Kala y Elio: la risa y el silencio

En un claro entre los árboles altos y el pasto suave, vivían dos animales que parecían hechos de mundos opuestos.

Kala era una hiena joven, ruidosa y chispeante. Reía por cualquier cosa, hablaba hasta sola, y cada vez que llegaba a un lugar, el aire se llenaba de su energía. Su risa era contagiosa, y su andar… imposible de ignorar.

Elio, en cambio, era un ciervo tranquilo, de paso suave y mirada serena. Le gustaba la brisa de la mañana, el canto de los pájaros, y los silencios largos donde podía pensar sin prisa.

Ambos compartían el mismo bosque, pero evitaban encontrarse. Elio pensaba que Kala era agotadora. Kala creía que Elio era aburrido.
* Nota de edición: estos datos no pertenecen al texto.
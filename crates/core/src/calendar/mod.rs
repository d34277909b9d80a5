//! Appointments: manual entries plus destructive ICS import

pub mod ports;
mod service;

pub use service::{CalendarService, NewAppointment};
Un día, una fuerte tormenta cayó sobre el claro. El agua arrastró ramas, el viento rompió árboles, y muchos refugios quedaron dañados. Kala, que solía dormir bajo una roca, vio cómo su rincón se hundía bajo el barro. Buscó ayuda, pero todos estaban ocupados arreglando sus propios hogares.
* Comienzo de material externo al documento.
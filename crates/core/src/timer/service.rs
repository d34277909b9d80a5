//! Timer service - start/stop lifecycle and entry hand-off

use std::sync::Arc;

use chrono::{DateTime, Duration, Local};
use tracing::info;
use zeitlog_domain::constants::MIN_TIMER_ENTRY_SECS;
use zeitlog_domain::{
    NewEntry, Result, TimeEntry, TimerMode, TimerSnapshot, TimerState, ZeitlogError,
};

use super::ports::TimerRepository;
use crate::entries::EntryService;

/// Timer lifecycle service.
///
/// The running timer is mirrored into a durable record at start so a
/// scheduler on another machine can fire the alarm. Stopping a timer that
/// ran longer than a minute hands the interval to the entry service;
/// shorter runs are discarded as accidental starts.
pub struct TimerService {
    repository: Arc<dyn TimerRepository>,
    entries: Arc<EntryService>,
}

impl TimerService {
    pub fn new(repository: Arc<dyn TimerRepository>, entries: Arc<EntryService>) -> Self {
        Self { repository, entries }
    }

    /// Start a timer, replacing any running one (last write wins).
    pub async fn start(
        &self,
        mode: TimerMode,
        project: &str,
        activity: &str,
        remote: bool,
        now: DateTime<Local>,
    ) -> Result<TimerState> {
        let project = project.trim();
        if project.is_empty() {
            return Err(ZeitlogError::InvalidInput("project is required".to_string()));
        }
        let alarm_ts = match mode {
            TimerMode::Countdown { minutes } if minutes < 1 => {
                return Err(ZeitlogError::InvalidInput(
                    "countdown minutes must be positive".to_string(),
                ));
            }
            TimerMode::Countdown { minutes } => Some(now.timestamp() + minutes * 60),
            TimerMode::Stopwatch => None,
        };

        let state = TimerState {
            start_ts: now.timestamp(),
            mode,
            project: project.to_string(),
            activity: activity.to_string(),
            remote,
            active: true,
            alarm_ts,
            notified_at: None,
        };
        self.repository.save(state.clone()).await?;
        info!(project = %state.project, ?mode, "timer started");
        Ok(state)
    }

    /// Stop the running timer. Returns the saved entry, or `None` when the
    /// run was too short to keep.
    pub async fn stop(&self, now: DateTime<Local>) -> Result<Option<TimeEntry>> {
        let state = self
            .repository
            .current()
            .await?
            .ok_or_else(|| ZeitlogError::NotFound("no timer is running".to_string()))?;
        self.repository.clear_active().await?;

        let elapsed = now.timestamp() - state.start_ts;
        if elapsed <= MIN_TIMER_ENTRY_SECS {
            info!(elapsed, "timer discarded, run too short");
            return Ok(None);
        }

        let start_dt = local_from_ts(state.start_ts)?;
        let end_dt = match state.mode {
            // A countdown books its planned length even when stopped late.
            TimerMode::Countdown { minutes } => start_dt + Duration::minutes(minutes),
            TimerMode::Stopwatch => now,
        };

        let entry = self
            .entries
            .create(
                NewEntry {
                    date: start_dt.format("%Y-%m-%d").to_string(),
                    start: start_dt.format("%H:%M").to_string(),
                    end: end_dt.format("%H:%M").to_string(),
                    project: state.project,
                    activity: state.activity,
                    remote: state.remote,
                },
                true,
            )
            .await?;
        info!(entry_id = %entry.id, hours = entry.hours, "timer saved as entry");
        Ok(Some(entry))
    }

    /// Discard the running timer without saving anything.
    pub async fn reset(&self) -> Result<()> {
        self.repository.clear_active().await?;
        info!("timer reset");
        Ok(())
    }

    /// The stored record plus its live view at `now_ts`.
    pub async fn current(&self, now_ts: i64) -> Result<Option<(TimerState, TimerSnapshot)>> {
        Ok(self.repository.current().await?.map(|state| {
            let snapshot = state.snapshot(now_ts);
            (state, snapshot)
        }))
    }
}

fn local_from_ts(ts: i64) -> Result<DateTime<Local>> {
    DateTime::from_timestamp(ts, 0)
        .map(|utc| utc.with_timezone(&Local))
        .ok_or_else(|| ZeitlogError::Internal(format!("timestamp {ts} out of range")))
}
//! Countdown/stopwatch timer with a durable cloud-style mirror

pub mod ports;
mod service;

pub use service::TimerService;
Cansada, sin saber a dónde ir, caminó hasta lo alto del bosque… y ahí vio a Elio, sentado bajo un árbol enorme que aún seguía firme.

—¿Podría quedarme aquí esta noche? Solo… hasta que pare la lluvia —preguntó, sin risas esta vez.

Elio la miró en silencio, luego asintió y se corrió un poco.

Esa noche no hablaron. Pero compartieron el mismo espacio. Y en el silencio, Kala escuchó algo nuevo: el sonido de las gotas sobre las hojas, el crujir suave de las ramas, su propia respiración.

A la mañana siguiente, cuando el sol se asomó tímido, Kala se giró hacia Elio y dijo:

—Nunca me había dado cuenta de lo lindo que suena el bosque cuando no hablo.

Elio sonrió por primera vez. Y eso, para él, fue como un aplauso.

Desde entonces, comenzaron a encontrarse más seguido. Kala aprendió a escuchar, y Elio a reír más seguido. A veces hablaban, otras no. Pero siempre se respetaban.

—Somos tan distintos —decía Kala—. Pero me hacés bien.

—Eso es lo que importa —respondía Elio.


Reflexión:

No siempre elegimos con quién nos toca convivir. Pero cuando dejamos de juzgar y empezamos a escuchar, descubrimos que las diferencias no nos separan… nos completan.
La risa y el silencio, el movimiento y la calma, pueden caminar juntos si hay respeto.
Porque al final, convivir no es cambiar al otro. Es abrir espacio para que ambos puedan ser… y crecer.